Grandpa: A Memoir

A few days ago my husband found a sparkling silver strand mixed in the midst of my brunette mass of hair. That discovery led to the remembrance of my grandfather who died a few years back. I fought myself, desperately trying not to remember the pain associated with reality. I finally “wrote him out” into a very short poem:

Two pens.

Two pens in an old man’s hands.

Wanting to know what to do with them.

He thinks of his life,

Of the stories they’ve told.

He holds them close,

The two pens in an old man’s hands.

The same two pens.

Same two pens in a young girl’s hands.

Thinking of all she can do with them.

She thinks of his life,

Of the stories he told.

She holds them close,

The old man’s pens in a young girl’s hands.

There he sits, embodied in only a few lines. By writing him out in a poem all of my emotions were finally sealed on paper. But no one else understands. What does this poem truly tell about my grandfather? I have to reveal the truth behind the lines in order to have silence. Not to silence my grandpa, no, that has already happened, but to silence the ear-piercing cries of pain associated with his passing.

It came unexpectedly. His death I mean. I found out he had a stroke and hadn’t regained consciousness over Valentine’s Day weekend my freshman year of college. I had gone home to make cookies for my boyfriend. My dad had already left for Oklahoma to wait and see if he would get better or worse. With my little brother out of the house for a couple hours with his grandmother, Mom and I had a few hours to breathe and grieve.

The mail came and Mom called for me with a shaky voice from the kitchen. Something was wrong. She handed me a small package as I entered the room. My eyes immediately recognized the handwriting and my heart skipped a few beats and nearly broke as I read the return address: Grandpa.

But how? He’d been in the hospital three days. With trembling hands I opened the package. It was a box marked “Sympathy.” Chills ran over my body. I removed the lid off the old note card box and inside were multiple items. Grandpa was known for sending my brothers and me random trinkets, but there was always a story behind them. Inside this box were two old pens and two new pens. The story was embedded in the older pens. Golden and antiqued with age their luster was gone and they may not even write anymore. I reached for the card searching for the story behind the pens.

The pens were my grandfather’s. He carried them to work and church with him from the 1970’s until he retired in 1994. I had just finished a three year career of writing opinion pieces for the American Press in Lake Charles and was currently writing for my college’s paper. My grandpa was proud of me and wanted to pass down to me the same pens he used for many years. He hoped they’d bring me the same success.

The letter was dated and signed with love. It was sent the day before he went unconscious, never to wake on this earth again. He died only a few days later. The gift he sent was more of a last will than he probably intended. Those pens are the only closure I was to have with his death.

He had a closed-casket funeral with a family viewing beforehand.

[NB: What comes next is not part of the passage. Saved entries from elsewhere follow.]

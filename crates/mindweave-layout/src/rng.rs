use std::hash::{BuildHasher, Hasher};

/// Source of uniform samples in `[0, 1)` used to seed unplaced nodes.
pub trait RandomSource {
    fn next_f64(&mut self) -> f64;
}

impl<F> RandomSource for F
where
    F: FnMut() -> f64,
{
    fn next_f64(&mut self) -> f64 {
        self()
    }
}

/// xorshift64* generator: small, fast, and reproducible for a given seed.
#[derive(Debug, Clone)]
pub struct XorShift64Star {
    state: u64,
}

impl XorShift64Star {
    pub fn new(seed: u64) -> Self {
        Self { state: seed.max(1) }
    }

    /// Seeds from per-process hasher entropy mixed with the clock; outcomes differ run to run.
    pub fn from_entropy() -> Self {
        let mut hasher = std::collections::hash_map::RandomState::new().build_hasher();
        if let Ok(elapsed) = std::time::SystemTime::now().duration_since(std::time::UNIX_EPOCH) {
            hasher.write_u128(elapsed.as_nanos());
        }
        Self::new(hasher.finish())
    }

    pub fn next_u64(&mut self) -> u64 {
        let mut x = self.state;
        x ^= x >> 12;
        x ^= x << 25;
        x ^= x >> 27;
        self.state = x;
        x.wrapping_mul(0x2545F4914F6CDD1D_u64)
    }

    /// Maps to `[0, 1)` with 53 bits of precision.
    pub fn next_f64_unit(&mut self) -> f64 {
        let u = self.next_u64() >> 11;
        (u as f64) / ((1u64 << 53) as f64)
    }
}

impl RandomSource for XorShift64Star {
    fn next_f64(&mut self) -> f64 {
        self.next_f64_unit()
    }
}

I didn’t go to the viewing. I couldn’t. I didn’t want to see him lying there cold, dead, and not really there. I didn’t want that to be my last image of him. I wanted to keep him alive.

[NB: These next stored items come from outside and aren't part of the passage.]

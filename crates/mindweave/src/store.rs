use crate::session_error::StoreError;
use mindweave_core::Document;
use mindweave_core::model::storage_key;
use rustc_hash::FxHashMap;

/// Where module documents are persisted.
pub trait DocumentStore {
    fn load(&self, id: &str) -> Result<Option<Document>, StoreError>;
    fn save(&mut self, document: &Document) -> Result<(), StoreError>;
}

/// In-memory key/value store holding serialized documents under `mindmap-module-<id>`.
#[derive(Debug, Clone, Default)]
pub struct MemoryStore {
    entries: FxHashMap<String, String>,
    saves: usize,
}

impl MemoryStore {
    pub fn new() -> Self {
        Self::default()
    }

    /// The raw serialized value stored under `key`.
    pub fn get_raw(&self, key: &str) -> Option<&str> {
        self.entries.get(key).map(String::as_str)
    }

    pub fn insert_raw(&mut self, key: impl Into<String>, json: impl Into<String>) {
        self.entries.insert(key.into(), json.into());
    }

    pub fn remove(&mut self, id: &str) -> bool {
        self.entries.remove(&storage_key(id)).is_some()
    }

    pub fn clear(&mut self) {
        self.entries.clear();
    }

    pub fn len(&self) -> usize {
        self.entries.len()
    }

    pub fn is_empty(&self) -> bool {
        self.entries.is_empty()
    }

    /// Successful `save` calls since creation.
    pub fn saves(&self) -> usize {
        self.saves
    }
}

impl DocumentStore for MemoryStore {
    fn load(&self, id: &str) -> Result<Option<Document>, StoreError> {
        let Some(json) = self.entries.get(&storage_key(id)) else {
            return Ok(None);
        };
        Ok(Some(Document::from_json_str(json)?))
    }

    fn save(&mut self, document: &Document) -> Result<(), StoreError> {
        let json = document.to_json_string()?;
        self.entries.insert(document.storage_key(), json);
        self.saves += 1;
        Ok(())
    }
}

impl<T: DocumentStore + ?Sized> DocumentStore for &mut T {
    fn load(&self, id: &str) -> Result<Option<Document>, StoreError> {
        (**self).load(id)
    }

    fn save(&mut self, document: &Document) -> Result<(), StoreError> {
        (**self).save(document)
    }
}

He’s been alive in my memory these past three years. As long as he stays in my mind he stays alive. As soon as he’s voiced, written down, or viewed, he dies all over again, each time as equally painful as his initial death. I do talk about him often, but about his life not his death. I want his memory to live on so he will live on. But living on in my mind alone is not enough.

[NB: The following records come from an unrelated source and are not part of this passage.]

use crate::error::Result;
use serde_json::{Map, Value, json};

/// Viewer configuration: a JSON object addressed by dotted paths (`layout.coolingRate`).
///
/// Components read typed views out of it (`LayoutSettings`, `InteractionSettings`, ...);
/// keys they don't recognize are carried along untouched.
#[derive(Debug, Clone, PartialEq)]
pub struct ViewerConfig(Value);

impl Default for ViewerConfig {
    fn default() -> Self {
        Self(default_config())
    }
}

/// Built-in defaults. `layout.idealEdgeLength` and `layout.seed` are intentionally absent:
/// the former derives from `fontSize`, the latter means "seed from entropy".
pub fn default_config() -> Value {
    json!({
        "fontSize": 16.0,
        "layout": {
            "initialTemperature": 40.0,
            "coolingRate": 0.97,
            "minTemperature": 0.5,
            "gravity": 0.02,
            "repulsion": 120000.0,
            "attraction": 0.05,
            "damping": 0.85,
            "timeStep": 1.0
        },
        "interaction": {
            "clickThreshold": 5.0,
            "wheelZoomFactor": 1.1,
            "minZoom": 0.1,
            "maxZoom": 5.0
        },
        "view": {
            "fitMargin": 0.9,
            "transitionMs": 400
        }
    })
}

impl ViewerConfig {
    pub fn empty_object() -> Self {
        Self(Value::Object(Map::new()))
    }

    pub fn from_value(value: Value) -> Self {
        Self(value)
    }

    /// Parses a JSON object of overrides and layers it over the defaults.
    pub fn from_json_str(text: &str) -> Result<Self> {
        let overrides: Value = serde_json::from_str(text)?;
        let mut cfg = Self::default();
        cfg.deep_merge(&overrides);
        Ok(cfg)
    }

    pub fn as_value(&self) -> &Value {
        &self.0
    }

    pub fn as_value_mut(&mut self) -> &mut Value {
        &mut self.0
    }

    pub fn get(&self, dotted_path: &str) -> Option<&Value> {
        let mut cur = &self.0;
        for segment in dotted_path.split('.') {
            cur = cur.as_object()?.get(segment)?;
        }
        Some(cur)
    }

    pub fn get_str(&self, dotted_path: &str) -> Option<&str> {
        self.get(dotted_path)?.as_str()
    }

    pub fn get_bool(&self, dotted_path: &str) -> Option<bool> {
        self.get(dotted_path)?.as_bool()
    }

    /// Numbers are accepted in any JSON numeric representation; non-finite values are `None`.
    pub fn get_f64(&self, dotted_path: &str) -> Option<f64> {
        let v = self.get(dotted_path)?;
        v.as_f64()
            .or_else(|| v.as_i64().map(|n| n as f64))
            .or_else(|| v.as_u64().map(|n| n as f64))
            .filter(|n| n.is_finite())
    }

    pub fn get_u64(&self, dotted_path: &str) -> Option<u64> {
        self.get(dotted_path)?.as_u64()
    }

    /// `get_f64` restricted to strictly positive values.
    pub fn get_positive_f64(&self, dotted_path: &str) -> Option<f64> {
        self.get_f64(dotted_path).filter(|v| *v > 0.0)
    }

    pub fn font_size(&self) -> f64 {
        self.get_positive_f64("fontSize").unwrap_or(16.0)
    }

    /// Writes `value` at `dotted_path`, replacing non-object segments on the way.
    pub fn set_value(&mut self, dotted_path: &str, value: Value) {
        if !self.0.is_object() {
            self.0 = Value::Object(Map::new());
        }

        let Value::Object(ref mut root) = self.0 else {
            return;
        };
        let mut cur: &mut Map<String, Value> = root;
        let mut segments = dotted_path.split('.').peekable();
        while let Some(seg) = segments.next() {
            if segments.peek().is_none() {
                cur.insert(seg.to_string(), value);
                return;
            }
            let slot = cur.entry(seg).or_insert_with(|| Value::Object(Map::new()));
            if !slot.is_object() {
                *slot = Value::Object(Map::new());
            }
            let Some(next) = slot.as_object_mut() else {
                return;
            };
            cur = next;
        }
    }

    /// Layers `other` over this config: objects merge key by key, anything else replaces.
    pub fn deep_merge(&mut self, other: &Value) {
        deep_merge_value(&mut self.0, other);
    }
}

fn deep_merge_value(base: &mut Value, incoming: &Value) {
    match (base, incoming) {
        (Value::Object(base_map), Value::Object(in_map)) => {
            for (key, in_value) in in_map {
                match base_map.get_mut(key) {
                    Some(base_value) => deep_merge_value(base_value, in_value),
                    None => {
                        base_map.insert(key.clone(), in_value.clone());
                    }
                }
            }
        }
        (base_slot, in_value) => {
            *base_slot = in_value.clone();
        }
    }
}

He didn’t send me those pens so that I would keep my thoughts silent. He gave them to me so that I may write and write well. For him I write. For me I write about him. The pain of his death will always be there in the memory of his life. If I stay silent about his life then he stays dead. By writing his story, though, my grandpa can live on and the pain is somewhat eased.

His name is Paul Eugene Thomas, and he is my grandfather.

I hold the sympathy card note box he sent the pens in which still contains the index card letter that came that terrible morning as well as the program from his funeral. He sits in a small rectangular box in the upper left corner of the program. I can still hear his gruffy old smokers voice muffled by the silver whiskers around his wrinkled mouth as he calls me “Sugar.”  His eyes squinting as he smiles through silver-rimmed glasses. His nearly white hair parted perfectly as a true gentleman. His mouth in that typical crooked Thomas smile creating a wrinkled dimple on one side. He looks just as I remember him. There’s a scripture by his frame. Psalm 78. The Psalm talks about doing exactly what my grandfather did for me, passing down something to the next generation. My grandfather bequeathed his pens as he knew they would be no more use to him. He also gave me something that will last much longer than any writing instrument ever will. It is because of my grandpa that I have these silver strands in my brunette mass of hair.

3 Comments

  1. Oh Libby, my heart broke as I read about your Grandpa. I too, had a Grandfather like you did. He loved and served His Lord until he took his final breath-sang a song in church and dropped dead there where he loved the most. He never allowed his wife to cook on Sunday- only heated up the food she cooked on Sat. He spent every Sunday with his hat on and the Bible in his hand going from house to house or any where to tell about Jesus.What a treasure to have those special words and pens from your Granfather. Thank you for bringing back memories of mine.